What did you do in the war, Daddy?

This was a popular question during a period after World War II and beyond, even working its way into popular American culture in the form of the title of a Hollywood movie. Friday, June 6 is the 70th anniversary of the invasion of Europe, popularly known as "D-Day," the largest invasion in the history of the world. Historical figures like Dwight D. Eisenhower and Field Marshall Erwin Rommel faced off in the clash of the titans on the beaches of Normandy, France, that day.
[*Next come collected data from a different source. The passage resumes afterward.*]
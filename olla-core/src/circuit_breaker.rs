//! # Circuit Breaker
//!
//! Per-endpoint failure isolation. Unlike a call-wrapping breaker, the proxy
//! engine needs to decide *before* dialling whether an endpoint should be
//! skipped, so this breaker exposes `allow_request`/`record_success`/
//! `record_failure` instead of a single `call()` combinator.
//!
//! State machine (spec): `Closed → Open` on `failure_threshold` consecutive
//! failures; `Open → HalfOpen` after `recovery_timeout` with no requests;
//! `HalfOpen → Closed` on `half_open_success_threshold` consecutive
//! successes; `HalfOpen → Open` on any failure.

use serde::{Deserialize, Serialize};
use std::sync::Arc;
use std::time::{Duration, Instant};
use tokio::sync::RwLock;

/// Circuit breaker operational states.
#[derive(Debug, Clone, Copy, PartialEq, Eq)]
pub enum CircuitState {
    Closed,
    Open,
    HalfOpen,
}

/// Tuning parameters for a `CircuitBreaker`.
#[derive(Debug, Clone, Serialize, Deserialize)]
pub struct CircuitBreakerConfig {
    /// Consecutive failures before the circuit opens.
    pub failure_threshold: u32,
    /// Time with no allowed requests before `Open` becomes eligible for
    /// `HalfOpen`.
    #[serde(with = "crate::common::duration_serde")]
    pub recovery_timeout: Duration,
    /// Maximum number of probe requests allowed while `HalfOpen`.
    pub half_open_max_calls: u32,
    /// Consecutive successes while `HalfOpen` required to close the
    /// circuit.
    pub half_open_success_threshold: u32,
}

impl Default for CircuitBreakerConfig {
    fn default() -> Self {
        Self {
            failure_threshold: 5,
            recovery_timeout: Duration::from_secs(60),
            half_open_max_calls: 3,
            half_open_success_threshold: 1,
        }
    }
}

#[derive(Debug)]
struct State {
    state: CircuitState,
    failure_count: u32,
    half_open_successes: u32,
    half_open_calls: u32,
    last_failure_time: Option<Instant>,
    last_success_time: Option<Instant>,
}

impl Default for State {
    fn default() -> Self {
        Self {
            state: CircuitState::Closed,
            failure_count: 0,
            half_open_successes: 0,
            half_open_calls: 0,
            last_failure_time: None,
            last_success_time: None,
        }
    }
}

/// A single endpoint's circuit breaker. Cheap to clone (`Arc`-backed).
#[derive(Clone)]
pub struct CircuitBreaker {
    config: CircuitBreakerConfig,
    state: Arc<RwLock<State>>,
    endpoint: String,
}

impl CircuitBreaker {
    pub fn new(endpoint: impl Into<String>, config: CircuitBreakerConfig) -> Self {
        Self {
            config,
            state: Arc::new(RwLock::new(State::default())),
            endpoint: endpoint.into(),
        }
    }

    /// Whether a request should be dialled right now. Transitions
    /// `Open -> HalfOpen` when the recovery timeout has elapsed, and counts
    /// this call against `half_open_max_calls` when `HalfOpen`.
    pub async fn allow_request(&self) -> bool {
        let mut state = self.state.write().await;
        match state.state {
            CircuitState::Closed => true,
            CircuitState::Open => {
                let elapsed = state
                    .last_failure_time
                    .map(|t| t.elapsed() >= self.config.recovery_timeout)
                    .unwrap_or(false);
                if elapsed {
                    state.state = CircuitState::HalfOpen;
                    state.half_open_calls = 0;
                    state.half_open_successes = 0;
                    tracing::info!(endpoint = %self.endpoint, "circuit breaker half-open");
                    state.half_open_calls += 1;
                    true
                } else {
                    false
                }
            }
            CircuitState::HalfOpen => {
                if state.half_open_calls < self.config.half_open_max_calls {
                    state.half_open_calls += 1;
                    true
                } else {
                    false
                }
            }
        }
    }

    pub async fn record_success(&self) {
        let mut state = self.state.write().await;
        state.last_success_time = Some(Instant::now());
        match state.state {
            CircuitState::Closed => {
                state.failure_count = 0;
            }
            CircuitState::HalfOpen => {
                state.half_open_successes += 1;
                if state.half_open_successes >= self.config.half_open_success_threshold {
                    state.state = CircuitState::Closed;
                    state.failure_count = 0;
                    state.half_open_calls = 0;
                    state.half_open_successes = 0;
                    tracing::info!(endpoint = %self.endpoint, "circuit breaker closed");
                }
            }
            CircuitState::Open => {}
        }
    }

    pub async fn record_failure(&self) {
        let mut state = self.state.write().await;
        state.last_failure_time = Some(Instant::now());
        match state.state {
            CircuitState::Closed => {
                state.failure_count += 1;
                if state.failure_count >= self.config.failure_threshold {
                    state.state = CircuitState::Open;
                    tracing::warn!(
                        endpoint = %self.endpoint,
                        failures = state.failure_count,
                        "circuit breaker open"
                    );
                }
            }
            CircuitState::HalfOpen => {
                state.state = CircuitState::Open;
                state.half_open_calls = 0;
                state.half_open_successes = 0;
                tracing::warn!(endpoint = %self.endpoint, "circuit breaker re-opened");
            }
            CircuitState::Open => {}
        }
    }

    pub async fn state(&self) -> CircuitState {
        self.state.read().await.state
    }

    pub async fn force_open(&self) {
        let mut state = self.state.write().await;
        state.state = CircuitState::Open;
        state.last_failure_time = Some(Instant::now());
    }

    pub async fn force_closed(&self) {
        let mut state = self.state.write().await;
        *state = State::default();
    }
}

#[cfg(test)]
mod tests {
    use super::*;

    fn cfg(failure_threshold: u32, recovery: Duration) -> CircuitBreakerConfig {
        CircuitBreakerConfig {
            failure_threshold,
            recovery_timeout: recovery,
            half_open_max_calls: 2,
            half_open_success_threshold: 1,
        }
    }

    #[tokio::test]
    async fn opens_after_threshold_failures() {
        let cb = CircuitBreaker::new("a", cfg(2, Duration::from_secs(60)));
        assert_eq!(cb.state().await, CircuitState::Closed);
        cb.record_failure().await;
        assert_eq!(cb.state().await, CircuitState::Closed);
        cb.record_failure().await;
        assert_eq!(cb.state().await, CircuitState::Open);
    }

    #[tokio::test]
    async fn open_blocks_dispatch_until_recovery() {
        let cb = CircuitBreaker::new("a", cfg(1, Duration::from_millis(50)));
        cb.record_failure().await;
        assert_eq!(cb.state().await, CircuitState::Open);
        assert!(!cb.allow_request().await);
        tokio::time::sleep(Duration::from_millis(60)).await;
        assert!(cb.allow_request().await);
        assert_eq!(cb.state().await, CircuitState::HalfOpen);
    }

    #[tokio::test]
    async fn half_open_closes_on_success_and_reopens_on_failure() {
        let cb = CircuitBreaker::new("a", cfg(1, Duration::from_millis(10)));
        cb.record_failure().await;
        tokio::time::sleep(Duration::from_millis(15)).await;
        assert!(cb.allow_request().await);
        cb.record_success().await;
        assert_eq!(cb.state().await, CircuitState::Closed);

        cb.record_failure().await;
        tokio::time::sleep(Duration::from_millis(15)).await;
        assert!(cb.allow_request().await);
        cb.record_failure().await;
        assert_eq!(cb.state().await, CircuitState::Open);
    }

    #[tokio::test]
    async fn half_open_max_calls_bounds_probes() {
        let cb = CircuitBreaker::new("a", cfg(1, Duration::from_millis(10)));
        cb.record_failure().await;
        tokio::time::sleep(Duration::from_millis(15)).await;
        assert!(cb.allow_request().await);
        assert!(cb.allow_request().await);
        assert!(!cb.allow_request().await);
    }
}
Tens of thousands of British and American troops waded ashore on those beaches only to face heavy artillery fire from German machine guns. Between 8,000 and 10,000 brave soldiers died on those beaches that day. Six months later American forces, falsely thinking the Germans had been beaten back, paused for a moment for a well-deserved rest. At that moment they were attacked by Hitler’s finest troops at a battle which came to be known as the Battle of the Bulge. Thousands of American troops died in this great confrontation, yet many lived to follow General George S. Patton as they liberated the concentration camps of Buchenwald and others. My personal hero, my Dad, Tech. Sgt. John Zink, fought and witnessed the horrors of war and the atrocities committed at these camps. Almost 30 years passed by before Dad shared stories of his war experiences with me and his family.


Advertisement

I ask that everyone who reads this letter take a moment on Friday, June 6, to remember the brave military personnel who weren’t able to return home to their families after World War II. May God bless all of our Veterans and our currently-serving troops overseas and at home.